Some moms may not be able to relate to her experience as a writer, but I loved her thoughts on that topic since I'm aspiring to do more in that area. I think her ideas can be applied to other work-at-home careers quite easily.

I was given a free copy of the e-book in exchange for my honest review. I highly recommend this book for moms who want more balance in life.
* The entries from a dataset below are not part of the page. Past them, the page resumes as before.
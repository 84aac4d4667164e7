// Local rule engine: pure text heuristics with no I/O.
//
// Three independent signals feed the rule-based backend: lexicon category
// scores, surface-pattern penalties, and a coarse sentiment label.

pub mod lexicon;
pub mod patterns;
pub mod sentiment;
I'd also like to recommend the Balanced Challenge. I'm a little behind already, but I plan to catch up and do another blog post at the end of the challenge. Give it a try!

Get Balanced!
Tricia Goyer Balanced

Friday, March 7, 2014

Focus Friday: Let's Focus on Age

Friday is almost over as I begin typing this week's blog post. I subbed for an English teacher all day and then headed to Cedar Falls to see Erin and then go out for supper with Allison. After that we went to a concert by members of the Cedar Valley Acoustic Guitar Association. (www.cvaga.org) It was a great day, but I'm tired. You see, I'm another year older as of Thursday, March 6.
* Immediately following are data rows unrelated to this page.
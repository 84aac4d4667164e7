use std::path::PathBuf;

use anyhow::Result;
use clap::{Parser, Subcommand};
use tracing::info;

use cinder::config::Config;
use cinder::output::terminal;
use cinder::pipeline::batch;
use cinder::toxicity::analyzer::ToxicityAnalyzer;

/// Cinder: toxicity scoring for user-submitted posts.
///
/// Probes the configured remote model on every analysis and falls back to
/// a local rule engine whenever the remote is unavailable.
#[derive(Parser)]
#[command(name = "cinder", version, about)]
struct Cli {
    #[command(subcommand)]
    command: Commands,
}

#[derive(Subcommand)]
enum Commands {
    /// Analyze a single text
    Analyze {
        /// The text to analyze
        text: String,

        /// Print the result as JSON instead of a formatted report
        #[arg(long)]
        json: bool,
    },

    /// Probe the configured remote backend
    Health,

    /// Analyze every line of a file
    Batch {
        /// File with one text per line
        file: PathBuf,

        /// Number of analyses in flight (default: 4)
        #[arg(long, default_value = "4")]
        concurrency: usize,

        /// Print the full report as JSON
        #[arg(long)]
        json: bool,
    },
}

#[tokio::main]
async fn main() -> Result<()> {
    // Load .env file if present (silently ignore if missing)
    let _ = dotenvy::dotenv();

    // Set up structured logging
    tracing_subscriber::fmt()
        .with_env_filter(
            tracing_subscriber::EnvFilter::try_from_default_env()
                .unwrap_or_else(|_| tracing_subscriber::EnvFilter::new("cinder=info")),
        )
        .with_writer(std::io::stderr)
        .init();

    let cli = Cli::parse();
    let config = Config::load()?;
    let analyzer = ToxicityAnalyzer::from_config(&config)?;

    info!(
        backend = config.preferred_backend.as_str(),
        remote = config.remote_url().unwrap_or("none"),
        "Analyzer ready"
    );

    match cli.command {
        Commands::Analyze { text, json } => {
            let outcome = analyzer.analyze_detailed(&text).await?;
            if json {
                println!("{}", serde_json::to_string_pretty(&outcome.result)?);
            } else {
                terminal::display_outcome(&text, &outcome);
            }
        }

        Commands::Health => {
            let health = analyzer.health().await;
            terminal::display_health(
                config.preferred_backend.as_str(),
                config.remote_url(),
                health.as_ref(),
            );
        }

        Commands::Batch {
            file,
            concurrency,
            json,
        } => {
            let texts = batch::read_texts(&file)?;
            if texts.is_empty() {
                println!("No texts found in {}", file.display());
                return Ok(());
            }
            if !json {
                println!("Analyzing {} texts ({} concurrent)...", texts.len(), concurrency);
            }

            let report = batch::analyze_batch(&analyzer, &texts, concurrency, !json).await?;
            if json {
                println!("{}", serde_json::to_string_pretty(&report)?);
            } else {
                terminal::display_batch_report(&report);
            }
        }
    }

    Ok(())
}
I received so many birthday greetings: cards at church, cards in the mail, some goodies and flowers delivered to my door, and lots and lots of Facebook messages. I was a little overwhelmed, but grateful. Gary took me out for a delicious steak and lobster dinner on Tuesday night at Outback Steakhouse, so we've kind of been celebrating all week.

I guess my focus has been on "age" lately as I pass another birthday. I feel a little older, I look a little older, and I act a lot older. Last Sunday at church I was standing outside of Gary's office and I looked across the room and was pleasantly, genuinely surprised to see our daughter Allison. Immediately I felt silly because she had been home since Friday evening and I hadn't even thought about her as I was getting ready for church that morning. I completely forgot that she was home!

I suspect that I'll have more and more "senior moments" like that one in the years to come, but I need to make sure that I keep a good attitude about my age. I can't focus on the new aches and pains I have. I need to focus instead on the good health that I've enjoyed in the past and will hopefully experience in the future. I need to see each year as a blessing instead of groaning about how tired I am or how often I forget...what was that again? Oh, never mind, I can't remember.

There were rumors on Facebook that I turned 50, but that is not the case. I'm only 48, so I'll enjoy a couple of years before I turn the big 5-0.

No matter what our physical age is, we need to make sure that we're maturing in our spiritual lives. Each day we should be taking steps to grow up in our relationship with the LORD. Reading and studying the Bible, praying, and obeying the Holy Spirit will all help us in the growth process.

Even though our physical bodies will get more and more run down over the years, we can be sure that our character will grow more beautiful and get stronger over the years as we let God change us. Now that's something to celebrate!

"Gray hair is a crown of splendor; it is attained by a righteous life [and then covered with hair dye]." (Proverbs 16:31 NIV and my thoughts)

Time to end this week's post - this old lady has to get to bed!